Multicourse kosher dinners open to the public, often prepared by gourmet chefs, have had a decent run as of late, but they’re not easy to pull off, they’re sporadic … and they’re usually expensive.

L’Chaim@Home’s first home-delivered kosher meal came with a main course of chicken in teriyaki sauce with sesame seeds photos/l’chaim foods

Now along comes someone with a new model who says, “We’re going to disrupt the kosher space in San Francisco and the Bay Area.”

It’s Rabbi Alex Shandrovsky, the founder and CEO of L’Chaim Sushi — now L’Chaim Foods — and he’s quite excited about the newest part of his nearly 2-year-old business, a concept called L’Chaim@Home.

In a test phase in San Francisco’s Sunset District over the next couple of months, L’Chaim@Home is delivering ready-to-heat kosher meals to people’s homes. The first were delivered last week: marinated chicken in homemade teriyaki sauce with freshly roasted sesame seeds, served with rice, edamame and Asian cabbage salad.

A variety of cuisines will be offered, Shandrovsky said. “My goal with L’Chaim Sushi has always been about bringing kosher to people like me: the locals, the hardworking Jewish people who [want to keep kosher] but are limited because they don’t have access to good, quality, kosher food,” he said.

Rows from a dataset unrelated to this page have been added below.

//! BizBrain workflow CLI entry point.
//!
//! Binary name: `bizbrain`
//!
//! Parses CLI arguments, initializes tracing, opens the data directory, and
//! dispatches to the command handlers.

mod cli;
mod state;

use clap::Parser;
use clap_complete::generate;

use bizbrain_observe::tracing_setup::{init_tracing, shutdown_tracing};

use cli::{Cli, Commands, parse_uuid_arg};
use state::AppState;

#[tokio::main]
async fn main() -> anyhow::Result<()> {
    let cli = Cli::parse();

    // Shell completions don't need tracing or app state
    if let Commands::Completions { shell } = &cli.command {
        let mut cmd = <Cli as clap::CommandFactory>::command();
        generate(*shell, &mut cmd, "bizbrain", &mut std::io::stdout());
        return Ok(());
    }

    init_tracing(cli.verbose, cli.json, cli.otel)
        .map_err(|e| anyhow::anyhow!("failed to initialize tracing: {e}"))?;

    let result = dispatch(cli).await;
    shutdown_tracing();
    result
}

async fn dispatch(cli: Cli) -> anyhow::Result<()> {
    match cli.command {
        Commands::Import { file, user } => {
            let user = parse_uuid_arg(user.as_deref(), "user")?;
            let state = AppState::init().await?;
            cli::workflow::handle_import(&state, &file, user, cli.json).await
        }

        Commands::Validate { file } => cli::workflow::handle_validate(&file, cli.json),

        Commands::Run {
            target,
            input,
            user,
        } => {
            let user = parse_uuid_arg(user.as_deref(), "user")?;
            cli::run::handle_run(&target, input.as_deref(), user, cli.json).await
        }

        Commands::Workflows => {
            let state = AppState::init().await?;
            cli::workflow::handle_list(&state, cli.json).await
        }

        Commands::Executions { workflow_id, limit } => {
            let state = AppState::init().await?;
            cli::execution::handle_executions(&state, &workflow_id, limit, cli.json).await
        }

        Commands::Logs { execution_id } => {
            let state = AppState::init().await?;
            cli::execution::handle_logs(&state, &execution_id, cli.json).await
        }

        Commands::Completions { .. } => Ok(()),
    }
}
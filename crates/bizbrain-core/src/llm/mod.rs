//! Language-model collaborator abstractions for BizBrain.
//!
//! - `LlmClient`: RPITIT trait for concrete client implementations
//! - `BoxLlmClient`: object-safe wrapper for dynamic dispatch

pub mod box_client;
pub mod client;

His plan is to operate L’Chaim@Home like food delivery services Sprig or Spoon Rocket or Munchery; the latter touts itself as delivering “nourishing, afford­­able, chef-cooked meals right to your door.”

Rabbi Alex Shandrovsky

“The kosher space has a lot to learn from those models,” Shandrovsky said.

The trial runs in the Sunset District are happening on Thursdays; for now, it’s “pay as you want — whatever they think the value of the food is,” Shandrovsky said. “We want to eliminate any barrier between the individual and kosher food, and then can examine the results, if it’s working, what people want, etc.”

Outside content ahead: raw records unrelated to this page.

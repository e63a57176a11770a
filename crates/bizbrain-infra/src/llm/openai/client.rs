//! OpenAiCompatClient -- [`LlmClient`] over any OpenAI-compatible HTTP API.
//!
//! Talks to `/chat/completions` and `/embeddings` under a configurable base
//! URL, so OpenAI, local gateways, and proxies all work the same way.
//!
//! The API key is wrapped in [`secrecy::SecretString`] and is only exposed
//! when building the `Authorization` header.

use std::time::Duration;

use secrecy::{ExposeSecret, SecretString};
use serde::Serialize;
use serde::de::DeserializeOwned;
use serde_json::Value;

use bizbrain_core::llm::client::LlmClient;
use bizbrain_types::config::LlmSettings;
use bizbrain_types::llm::LlmError;

use super::types::{
    ANALYSIS_MAX_TOKENS, ANALYSIS_TEMPERATURE, ChatRequest, ChatResponse, EmbeddingRequest,
    EmbeddingResponse, entities_prompt, parse_json_reply, sentiment_prompt, summary_prompt,
};

/// Language-model client for OpenAI-compatible endpoints.
///
/// A missing API key is not an error at construction time: workflows without
/// LLM tasks never need one. Calls fail with `AuthenticationFailed` instead.
pub struct OpenAiCompatClient {
    client: reqwest::Client,
    api_key: Option<SecretString>,
    base_url: String,
    embedding_model: String,
}

// No Debug derive: keeps the key out of any formatted output.

impl OpenAiCompatClient {
    pub fn new(
        api_key: Option<SecretString>,
        base_url: impl Into<String>,
        embedding_model: impl Into<String>,
        timeout: Duration,
    ) -> Result<Self, LlmError> {
        let client = reqwest::Client::builder()
            .timeout(timeout)
            .build()
            .map_err(|e| LlmError::Provider {
                message: format!("failed to create HTTP client: {e}"),
            })?;

        Ok(Self {
            client,
            api_key,
            base_url: base_url.into().trim_end_matches('/').to_string(),
            embedding_model: embedding_model.into(),
        })
    }

    /// Build a client from settings, reading the key from `settings.api_key_env`.
    pub fn from_settings(settings: &LlmSettings) -> Result<Self, LlmError> {
        let api_key = std::env::var(&settings.api_key_env)
            .ok()
            .filter(|key| !key.trim().is_empty())
            .map(SecretString::from);

        if api_key.is_none() {
            tracing::debug!(
                env = %settings.api_key_env,
                "no LLM API key configured; LLM tasks will fail"
            );
        }

        Self::new(
            api_key,
            settings.base_url.clone(),
            settings.embedding_model.clone(),
            Duration::from_secs(settings.request_timeout_secs),
        )
    }

    pub fn base_url(&self) -> &str {
        &self.base_url
    }

    fn url(&self, path: &str) -> String {
        format!("{}{}", self.base_url, path)
    }

    async fn post<B: Serialize, T: DeserializeOwned>(&self, path: &str, body: &B) -> Result<T, LlmError> {
        let api_key = self.api_key.as_ref().ok_or_else(|| {
            LlmError::AuthenticationFailed("no API key configured".to_string())
        })?;

        let response = self
            .client
            .post(self.url(path))
            .bearer_auth(api_key.expose_secret())
            .json(body)
            .send()
            .await
            .map_err(|e| LlmError::Provider {
                message: format!("HTTP request failed: {e}"),
            })?;

        let status = response.status();
        if !status.is_success() {
            let retry_after_ms = response
                .headers()
                .get(reqwest::header::RETRY_AFTER)
                .and_then(|v| v.to_str().ok())
                .and_then(|v| v.trim().parse::<u64>().ok())
                .map(|secs| secs * 1000);
            let error_body = response.text().await.unwrap_or_default();
            return Err(status_error(status.as_u16(), retry_after_ms, error_body));
        }

        response
            .json::<T>()
            .await
            .map_err(|e| LlmError::InvalidResponse(format!("failed to parse response: {e}")))
    }

    async fn chat(&self, request: ChatRequest) -> Result<String, LlmError> {
        let response: ChatResponse = self.post("/chat/completions", &request).await?;
        response.into_text()
    }

    async fn analyze(&self, prompt: String, model: &str, max_tokens: u32) -> Result<Value, LlmError> {
        let content = self
            .chat(ChatRequest::user(&prompt, model, ANALYSIS_TEMPERATURE, max_tokens))
            .await?;
        parse_json_reply(&content)
    }
}

/// Map a non-2xx status to an [`LlmError`].
fn status_error(status: u16, retry_after_ms: Option<u64>, body: String) -> LlmError {
    match status {
        401 => LlmError::AuthenticationFailed(body),
        429 => LlmError::RateLimited { retry_after_ms },
        _ => LlmError::Provider {
            message: format!("HTTP {status}: {body}"),
        },
    }
}

impl LlmClient for OpenAiCompatClient {
    fn name(&self) -> &str {
        "openai"
    }

    async fn complete(
        &self,
        prompt: &str,
        model: &str,
        temperature: f64,
        max_tokens: u32,
    ) -> Result<String, LlmError> {
        self.chat(ChatRequest::user(prompt, model, temperature, max_tokens))
            .await
    }

    async fn embed(&self, text: &str) -> Result<Vec<f32>, LlmError> {
        let request = EmbeddingRequest {
            model: self.embedding_model.clone(),
            input: text.to_string(),
        };
        let response: EmbeddingResponse = self.post("/embeddings", &request).await?;
        response.into_vector()
    }

    async fn sentiment(&self, text: &str, model: &str) -> Result<Value, LlmError> {
        self.analyze(sentiment_prompt(text), model, ANALYSIS_MAX_TOKENS)
            .await
    }

    async fn entities(&self, text: &str, model: &str) -> Result<Value, LlmError> {
        self.analyze(entities_prompt(text), model, ANALYSIS_MAX_TOKENS)
            .await
    }

    async fn summarize(&self, text: &str, model: &str, max_length: u32) -> Result<Value, LlmError> {
        self.analyze(summary_prompt(text, max_length), model, max_length.saturating_mul(2))
            .await
    }
}

#[cfg(test)]
mod tests {
    use super::*;

    fn make_client(api_key: Option<&str>) -> OpenAiCompatClient {
        OpenAiCompatClient::new(
            api_key.map(|k| SecretString::from(k.to_string())),
            "http://localhost:9999/v1/",
            "text-embedding-ada-002",
            Duration::from_secs(5),
        )
        .unwrap()
    }

    #[test]
    fn test_base_url_trailing_slash_trimmed() {
        let client = make_client(Some("test-key"));
        assert_eq!(client.base_url(), "http://localhost:9999/v1");
        assert_eq!(client.url("/embeddings"), "http://localhost:9999/v1/embeddings");
    }

    #[test]
    fn test_name() {
        assert_eq!(make_client(None).name(), "openai");
    }

    #[test]
    fn test_status_error_mapping() {
        assert!(matches!(
            status_error(401, None, "bad key".into()),
            LlmError::AuthenticationFailed(msg) if msg == "bad key"
        ));
        assert!(matches!(
            status_error(429, Some(2000), String::new()),
            LlmError::RateLimited { retry_after_ms: Some(2000) }
        ));
        assert_eq!(
            status_error(500, None, "boom".into()).to_string(),
            "provider error: HTTP 500: boom"
        );
    }

    #[tokio::test]
    async fn test_missing_key_fails_without_network() {
        let client = make_client(None);
        let err = client.complete("hi", "gpt-3.5-turbo", 0.7, 16).await.unwrap_err();
        assert!(matches!(err, LlmError::AuthenticationFailed(_)));
    }

    #[test]
    fn test_from_settings_reads_named_env_var() {
        let settings = LlmSettings {
            api_key_env: "BIZBRAIN_TEST_KEY_THAT_IS_NEVER_SET".to_string(),
            ..LlmSettings::default()
        };
        let client = OpenAiCompatClient::from_settings(&settings).unwrap();
        assert!(client.api_key.is_none());
        assert_eq!(client.base_url(), "https://api.openai.com/v1");
    }
}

After the beta testing, the plan is to expand to other parts of San Francisco and then beyond, and possibly on more days. The food is prepared in a 2,000-square-foot kosher kitchen at Adath Israel in San Francisco; L’Chaim is under the kosher supervision of the Modern Orthodox congregation’s Rabbi Joel Landau, having separated from Vaad Hakashrus of Northern California seven months ago.

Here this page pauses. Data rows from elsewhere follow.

//! CLI command definitions for the `bizbrain` binary.
//!
//! Uses clap derive macros for argument parsing.

pub mod execution;
pub mod output;
pub mod run;
pub mod workflow;

use std::path::PathBuf;

use clap::{Parser, Subcommand};
use clap_complete::Shell;

/// Run and inspect BizBrain workflows.
#[derive(Parser)]
#[command(name = "bizbrain", version, about, long_about = None)]
#[command(propagate_version = true)]
pub struct Cli {
    /// Output machine-readable JSON instead of styled text.
    #[arg(long, global = true)]
    pub json: bool,

    /// Detailed logs (-v info, -vv debug, -vvv trace). RUST_LOG overrides.
    #[arg(short, long, action = clap::ArgAction::Count, global = true)]
    pub verbose: u8,

    /// Export tracing spans through OpenTelemetry (stdout exporter).
    #[arg(long, global = true, env = "BIZBRAIN_OTEL")]
    pub otel: bool,

    #[command(subcommand)]
    pub command: Commands,
}

#[derive(Subcommand)]
pub enum Commands {
    /// Validate and store a workflow bundle (YAML or JSON).
    Import {
        /// Path to the bundle file.
        file: PathBuf,

        /// Owner for bundles that do not name a user_id.
        #[arg(long)]
        user: Option<String>,
    },

    /// Check a workflow bundle without storing it.
    Validate {
        /// Path to the bundle file.
        file: PathBuf,
    },

    /// Execute a stored workflow (by id) or a bundle file (dry run, nothing persisted).
    Run {
        /// Workflow UUID or path to a bundle file.
        target: String,

        /// Input data as a JSON document.
        #[arg(long)]
        input: Option<String>,

        /// User starting the execution.
        #[arg(long)]
        user: Option<String>,
    },

    /// List stored workflows.
    #[command(alias = "ls")]
    Workflows,

    /// List recent executions of a workflow, newest first.
    Executions {
        /// Workflow UUID.
        workflow_id: String,

        /// Maximum number of executions to display.
        #[arg(long, default_value = "20")]
        limit: u32,
    },

    /// Show an execution and its task log timeline.
    Logs {
        /// Execution UUID.
        execution_id: String,
    },

    /// Generate shell completions.
    Completions {
        /// Shell to generate completions for.
        shell: Shell,
    },
}

/// Parse an optional UUID argument, naming the flag in the error.
pub fn parse_uuid_arg(raw: Option<&str>, what: &str) -> anyhow::Result<Option<uuid::Uuid>> {
    raw.map(|s| {
        s.parse::<uuid::Uuid>()
            .map_err(|_| anyhow::anyhow!("Invalid {what}: '{s}' is not a UUID"))
    })
    .transpose()
}

#[cfg(test)]
mod tests {
    use super::*;
    use clap::CommandFactory;

    #[test]
    fn test_cli_definition_is_consistent() {
        Cli::command().debug_assert();
    }

    #[test]
    fn test_parse_run_with_global_flags() {
        let cli = Cli::try_parse_from([
            "bizbrain",
            "run",
            "flows/leads.yaml",
            "--input",
            r#"{"email":"a@b.c"}"#,
            "--json",
            "-vv",
        ])
        .unwrap();

        assert!(cli.json);
        assert_eq!(cli.verbose, 2);
        match cli.command {
            Commands::Run { target, input, user } => {
                assert_eq!(target, "flows/leads.yaml");
                assert_eq!(input.as_deref(), Some(r#"{"email":"a@b.c"}"#));
                assert!(user.is_none());
            }
            _ => panic!("expected run command"),
        }
    }

    #[test]
    fn test_parse_uuid_arg() {
        assert_eq!(parse_uuid_arg(None, "user").unwrap(), None);
        let id = uuid::Uuid::now_v7();
        assert_eq!(parse_uuid_arg(Some(&id.to_string()), "user").unwrap(), Some(id));
        let err = parse_uuid_arg(Some("bob"), "user").unwrap_err();
        assert_eq!(err.to_string(), "Invalid user: 'bob' is not a UUID");
    }
}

Shandrovsky has other plans, as well. L’Chaim already serves sushi to some 2,000 people every month by catering board meetings, corporate events and Jewish community celebrations (such as a Jewish Heritage Month event at City Hall on May 20). From those people and new customers, he wants to form a “kosher buyers club.”

People who value kosher, he said, can come together to “create leverage” that would allow for access to “quality food and services.” This, Shandrovsky posited, could translate into several benefits: buying power; a greater variety of kosher food (beyond sushi) for catering community events; the ability to hire a top-notch chef on a one-meal basis; or being able to rent out a restaurant and turn it into a kosher paradise for one night.

For now, though, home delivery is the focus. Shandrovsky’s goal is to deliver 1,000 meals a month, and because he is aiming for high quality, he thinks Jews who don’t keep kosher will be a big part of his customer base. He also wants to reach out to the Muslim community.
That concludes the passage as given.